The PL and the PN have a very different vision for the country, with the former giving more opportunities for new families to be formed and the latter wanting to take these opportunities away.
PM Joseph Muscat was speaking in Senglea, shortly after Deputy Prime Minister and Health Minister Chris Fearne had announced that nine women are pregnant after making use of the new IVF law.
The law, which proved to be very controversial, introduced embryo freezing.
“It is not true, as the Opposition wants you to believe, that we are killing people. This is a progressive law that gives more opportunities for new families to form. On the other side there is someone saying that he would remove this law,” Muscat said, referring to Adrian Delia’s pledge to repeal the law.
“This is a very clear statement of intent – there is a clear difference on how the PL and PN see the future of this country. This is a matter of principle – there are those who believe in science and progress and those who want things to remain the same. There are those who believe in personal freedom and those who think that they can tell a woman what she can do or not do.”
Turning to the National Audit Office report on the Electrogas power station, the PM said the government was proud of the conclusions.
This was the biggest infrastructural project the country has seen so far, the PM said, adding that bigger projects were in the pipeline. Referring to road infrastructure projects like the one ongoing at Marsa, Muscat said the country was changing right in front of people’s eyes. “If we have more cars we have to take up more land to widen our roads. But we also have to consider other things, such as public transport and cycling lanes.” He said the country’s infrastructure would be rebuilt from the bottom up and there will be bigger projects in the pipeline.
The NAO report had pointed out that all parties had cooperated and provided the requested information. “It might look like a simple thing but it is not. And it was not always the case in the past.”
He said Delia had rushed to react to the NAO report and got it wrong. The Opposition Leader’s calculations were off by millions, he said. “The Opposition has not yet understood the basic concept of how energy policy works.”
It failed to note that the cost of the interconnector was not included in the NAO’s workings. The PN had also incorrectly stated that the country had been “robbed” of €200 when the government had not even paid that much to Electrogas. It also failed to observe that interconnector prices vary during different times of the day and that the EU requires every country to have an energy back-up.
Furthermore, recent EU data showed that Malta has among the cheapest energy prices.
Muscat also referred to a report published by Times of Malta that claimed that a London-based prostitution racket and the alleged involvement of Adrian Delia were part of an ongoing money-laundering investigation by the police.

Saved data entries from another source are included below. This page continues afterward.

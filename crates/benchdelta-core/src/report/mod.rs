pub mod console;
pub mod json;
pub mod markdown;

use serde::Serialize;
use tracing::warn;

use crate::compare::compare_records_with_policy;
use crate::config::CompareConfig;
use crate::errors::ReportError;
use crate::model::{Classification, ComparisonRow, Report};
use crate::status::{rate_limited, summarize_statuses, StatusSummary, RATE_LIMIT_STATUS};

/// Metadata keys shown in run overviews, in display order.
pub const OVERVIEW_METADATA_KEYS: [&str; 6] = [
    "runId",
    "timestampIso",
    "runtimeLabel",
    "targetBaseUrl",
    "gitCommit",
    "nodeVersion",
];

#[derive(Debug, Clone, PartialEq, Eq, Serialize)]
pub struct MetadataField {
    pub key: &'static str,
    pub value: Option<String>,
}

/// Headline facts about a single run.
#[derive(Debug, Clone, PartialEq, Eq, Serialize)]
#[serde(rename_all = "camelCase")]
pub struct Overview {
    pub metadata: Vec<MetadataField>,
    pub metric_rows: usize,
    pub statuses: StatusSummary,
    pub rate_limited: bool,
}

impl Overview {
    pub fn from_report(report: &Report) -> Result<Self, ReportError> {
        let records = report.metrics()?;
        let statuses = summarize_statuses(&records);
        let limited = rate_limited(&statuses);
        if limited {
            warn!(
                run_id = %report.run_id(),
                count = statuses.get(RATE_LIMIT_STATUS).copied().unwrap_or(0),
                "429 responses detected, results are influenced by rate limiting"
            );
        }
        Ok(Self {
            metadata: OVERVIEW_METADATA_KEYS
                .iter()
                .map(|&key| MetadataField {
                    key,
                    value: report.metadata_str(key),
                })
                .collect(),
            metric_rows: records.len(),
            statuses,
            rate_limited: limited,
        })
    }
}

#[derive(Debug, Clone, Copy, Default, PartialEq, Eq, Serialize)]
pub struct ComparisonSummary {
    pub improved: usize,
    pub regressed: usize,
    pub neutral: usize,
}

impl ComparisonSummary {
    pub fn from_rows(rows: &[ComparisonRow]) -> Self {
        let mut summary = Self::default();
        for row in rows {
            match row.status {
                Classification::Improved => summary.improved += 1,
                Classification::Regressed => summary.regressed += 1,
                Classification::Neutral => summary.neutral += 1,
            }
        }
        summary
    }

    pub fn total(&self) -> usize {
        self.improved + self.regressed + self.neutral
    }
}

/// Result of comparing a run against a baseline run.
#[derive(Debug, Clone, PartialEq, Serialize)]
#[serde(rename_all = "camelCase")]
pub struct BenchmarkDelta {
    pub against_run_id: String,
    pub neutral_threshold_pct: f64,
    pub summary: ComparisonSummary,
    pub metrics: Vec<ComparisonRow>,
}

impl BenchmarkDelta {
    pub fn compute(
        current: &Report,
        baseline: &Report,
        cfg: &CompareConfig,
    ) -> Result<Self, ReportError> {
        let current_records = current.metrics()?;
        let baseline_records = baseline.metrics()?;
        let metrics = compare_records_with_policy(
            &current_records,
            &baseline_records,
            cfg.neutral_threshold_pct,
            cfg.duplicate_keys,
        )?;
        Ok(Self {
            against_run_id: baseline.run_id(),
            neutral_threshold_pct: cfg.neutral_threshold_pct,
            summary: ComparisonSummary::from_rows(&metrics),
            metrics,
        })
    }

    pub fn has_regressions(&self) -> bool {
        self.summary.regressed > 0
    }
}
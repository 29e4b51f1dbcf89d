//! Reading report documents from disk.

use std::path::{Path, PathBuf};

use tracing::info;

use crate::errors::LoadError;
use crate::model::Report;

/// File name of a raw benchmark report inside a run directory.
pub const RAW_REPORT_FILE: &str = "raw.json";

pub fn load_report(path: &Path) -> Result<Report, LoadError> {
    let text = std::fs::read_to_string(path).map_err(|e| LoadError::from_io(path, e))?;
    parse_report(&text, path)
}

/// Parse report JSON that was read from `path`. `path` is only used for errors.
pub fn parse_report(text: &str, path: &Path) -> Result<Report, LoadError> {
    let doc: serde_json::Value = serde_json::from_str(text).map_err(|source| LoadError::Parse {
        path: path.to_path_buf(),
        source,
    })?;
    let report = Report::from_value(doc).map_err(|source| LoadError::Structure {
        path: path.to_path_buf(),
        source,
    })?;
    info!(path = %path.display(), run_id = %report.run_id(), "loaded report");
    Ok(report)
}

/// `<bench_root>/latest/raw.json`, if it exists.
pub fn latest_report_path(bench_root: &Path) -> Result<PathBuf, LoadError> {
    let path = bench_root.join("latest").join(RAW_REPORT_FILE);
    if path.is_file() {
        Ok(path)
    } else {
        Err(LoadError::NotFound { path })
    }
}
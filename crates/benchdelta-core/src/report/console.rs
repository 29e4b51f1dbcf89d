use std::fmt::Write as _;

use super::{BenchmarkDelta, Overview};
use crate::model::{EdgeCheck, MetricRecord};
use crate::status::StatusSummary;

pub const RATE_LIMIT_WARNING: &str =
    "Warning: 429 responses detected. Results are influenced by rate limiting.";

/// Format `values` as a left-aligned, space separated table.
#[must_use]
pub fn format_table(headers: &[&str], rows: &[Vec<String>]) -> String {
    let mut widths: Vec<usize> = headers.iter().map(|h| h.chars().count()).collect();
    for row in rows {
        for (i, cell) in row.iter().enumerate() {
            if let Some(w) = widths.get_mut(i) {
                *w = (*w).max(cell.chars().count());
            }
        }
    }

    let mut out = String::new();
    let header: Vec<String> = headers.iter().map(|h| (*h).to_string()).collect();
    push_row(&mut out, &header, &widths);
    let rule: Vec<String> = widths.iter().map(|w| "-".repeat(*w)).collect();
    push_row(&mut out, &rule, &widths);
    for row in rows {
        push_row(&mut out, row, &widths);
    }
    out
}

fn push_row(out: &mut String, cells: &[String], widths: &[usize]) {
    let mut line = String::new();
    for (i, width) in widths.iter().enumerate() {
        let cell = cells.get(i).map(String::as_str).unwrap_or("");
        let pad = width.saturating_sub(cell.chars().count());
        line.push_str(cell);
        line.push_str(&" ".repeat(pad + 2));
    }
    out.push_str(line.trim_end());
    out.push('\n');
}

pub fn format_statuses(statuses: &StatusSummary) -> String {
    if statuses.is_empty() {
        return "none".to_string();
    }
    statuses
        .iter()
        .map(|(code, count)| format!("{code}={count}"))
        .collect::<Vec<_>>()
        .join(", ")
}

#[must_use]
pub fn render_overview(overview: &Overview) -> String {
    let mut out = String::from("Run Metadata\n");
    let key_width = overview
        .metadata
        .iter()
        .map(|f| f.key.len() + 1)
        .max()
        .unwrap_or(0);
    for field in &overview.metadata {
        let label = format!("{}:", field.key);
        let _ = writeln!(
            out,
            "  {label:<key_width$} {}",
            field.value.as_deref().unwrap_or("-")
        );
    }
    out.push('\n');
    let _ = writeln!(out, "Endpoint metric rows: {}", overview.metric_rows);
    let _ = writeln!(out, "Aggregate statuses: {}", format_statuses(&overview.statuses));
    if overview.rate_limited {
        let _ = writeln!(out, "{RATE_LIMIT_WARNING}");
    }
    out
}

/// Metrics table sorted by section, endpoint and tier.
#[must_use]
pub fn render_metrics(records: &[MetricRecord]) -> String {
    if records.is_empty() {
        return "No metrics captured.\n".to_string();
    }
    let mut sorted: Vec<&MetricRecord> = records.iter().collect();
    sorted.sort_by_key(|r| (r.section.as_str(), r.endpoint_name(), r.tier()));

    let rows: Vec<Vec<String>> = sorted
        .iter()
        .map(|r| {
            vec![
                r.section.to_string(),
                r.endpoint_name().unwrap_or_default(),
                r.tier().unwrap_or_default(),
                format!("{:.2}", r.p95_ms()),
                format!("{:.2}", r.avg_ms()),
                format!("{:.2}", r.throughput_rps()),
                format!("{:.2}", r.error_rate_pct()),
                r.statuses().into_keys().collect::<Vec<_>>().join(","),
            ]
        })
        .collect();

    format_table(
        &[
            "Module",
            "Endpoint",
            "Tier",
            "P95 ms",
            "Avg ms",
            "RPS",
            "Error %",
            "Status Codes",
        ],
        &rows,
    )
}

#[must_use]
pub fn render_edge_checks(checks: &[EdgeCheck]) -> String {
    if checks.is_empty() {
        return "No edge checks captured.\n".to_string();
    }
    let rows: Vec<Vec<String>> = checks
        .iter()
        .map(|c| {
            vec![
                c.name.clone(),
                if c.passed { "PASS" } else { "FAIL" }.to_string(),
                c.details.to_string(),
            ]
        })
        .collect();
    format_table(&["Check", "Result", "Details"], &rows)
}

#[must_use]
pub fn render_comparison(delta: &BenchmarkDelta) -> String {
    let mut out = format!(
        "Baseline: {} (neutral threshold {}%)\n\n",
        delta.against_run_id, delta.neutral_threshold_pct
    );
    if delta.metrics.is_empty() {
        out.push_str("No comparable endpoints.\n");
        return out;
    }

    let rows: Vec<Vec<String>> = delta
        .metrics
        .iter()
        .map(|m| {
            vec![
                m.endpoint_name.clone(),
                m.tier.clone(),
                format!("{:.2}", m.p95_before_ms),
                format!("{:.2}", m.p95_after_ms),
                format!("{:.2}%", m.p95_delta_pct),
                format!("{:.2}%", m.throughput_delta_pct),
                format!("{:.2}%", m.error_rate_delta_pct),
                m.status.to_string(),
            ]
        })
        .collect();
    out.push_str(&format_table(
        &[
            "Endpoint",
            "Tier",
            "P95 Before",
            "P95 Now",
            "P95 Δ%",
            "RPS Δ%",
            "Err Δ%",
            "Status",
        ],
        &rows,
    ));
    let _ = writeln!(
        out,
        "\nimproved: {}, regressed: {}, neutral: {}",
        delta.summary.improved, delta.summary.regressed, delta.summary.neutral
    );
    out
}
use std::path::{Path, PathBuf};

use anyhow::{Context, Result};
use benchdelta_core::report::markdown::{
    delta_file_name, render_delta_markdown, render_summary_markdown, SUMMARY_FILE,
};
use benchdelta_core::BenchmarkDelta;

use super::input;
use crate::cli::args::ReportArgs;
use crate::exit_codes;

/// `--output` names the summary file itself; by default it sits next to the input.
fn summary_path(explicit: Option<PathBuf>, input: &Path) -> PathBuf {
    explicit.unwrap_or_else(|| match input.parent() {
        Some(dir) => dir.join(SUMMARY_FILE),
        None => PathBuf::from(SUMMARY_FILE),
    })
}

async fn write_artifact(path: &Path, body: &str) -> Result<()> {
    tokio::fs::write(path, body)
        .await
        .with_context(|| format!("failed to write {}", path.display()))?;
    tracing::info!(path = %path.display(), "wrote report");
    Ok(())
}

pub async fn run(args: ReportArgs) -> Result<i32> {
    let cfg = input::resolve_config(&args.input)?
        .with_threshold(args.threshold)
        .with_strict_keys(args.strict_keys);
    cfg.validate().context("invalid --threshold")?;
    let input_path = input::resolve_input(&args.input, &cfg)?;

    let (current, baseline) = match &args.against {
        Some(against) => {
            let (current, baseline) = tokio::try_join!(
                input::read_report(&input_path),
                input::read_report(against)
            )?;
            (current, Some(baseline))
        }
        None => (input::read_report(&input_path).await?, None),
    };

    let summary_file = summary_path(args.output, &input_path);
    let out_dir = summary_file
        .parent()
        .map(Path::to_path_buf)
        .unwrap_or_default();
    // an empty parent means the working directory
    if !out_dir.as_os_str().is_empty() {
        tokio::fs::create_dir_all(&out_dir)
            .await
            .with_context(|| format!("failed to create {}", out_dir.display()))?;
    }

    let summary = render_summary_markdown(&current)?;
    write_artifact(&summary_file, &summary).await?;
    println!("{}", summary_file.display());

    if let Some(baseline) = baseline {
        let delta = BenchmarkDelta::compute(&current, &baseline, &cfg)?;
        let delta_file = out_dir.join(delta_file_name(&delta.against_run_id));
        write_artifact(&delta_file, &render_delta_markdown(&delta)).await?;
        println!("{}", delta_file.display());
    }
    Ok(exit_codes::SUCCESS)
}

Muscat said just this week Delia was asking whether a company or a person were under investigation in the 17 Black inquiry. “I could ask about the Fekkruna deal: who is under investigation there; a person or a company? I could ask the same about these new reports; are the police investigating Delia or a London shop?”
“I am not in a position to say if this report is true or not because I am not privy to information from the investigation. I could turn everything he said about us back onto Delia, but this is where the difference between men and boys emerges. I will wait for the outcome of any investigation and take it from there,” Muscat said.
Turning to the MEP elections next year, Muscat said these will not be easy elections. “We always begin from the same starting point. We do not have some divine right, some entitlement to win elections.”
DPM Chris Fearne
Earlier, Deputy Prime Minister Chris Fearne said Delia had claimed that there are 63,000 people who have been on a waiting list to get an outpatients appointment for over eight months. What Delia failed to say was that the data was three years old and there are now 11,000 people on that list, Fearne said. The DPM said the government was still not happy with that number and would keep working to reduce the number.
PN statement
In a statement, the PN said it was surreal how Joseph Muscat was admitting that we are being robbed €100m a year after he admitted that we are being robbed €200m every two years.
Like Muscat, Konrad Mizzi was also boasting about the NAO report, when this was actually a damning indictment. Like Muscat, Mizzi is living in a parallel world, the PN said.
The PM, who insists on protecting Mizzi and Schembri, has guaranteed that the country will keep being robbed, just like in the case of the three hospitals, the American university, the fuel hedging agreement and the gas purchase agreement.
If Joseph Muscat truly cares about the country’s reputation he should immediately sack Konrad Mizzi and Keith Schembri. Muscat has his back to the wall and no one believes him, the PN said.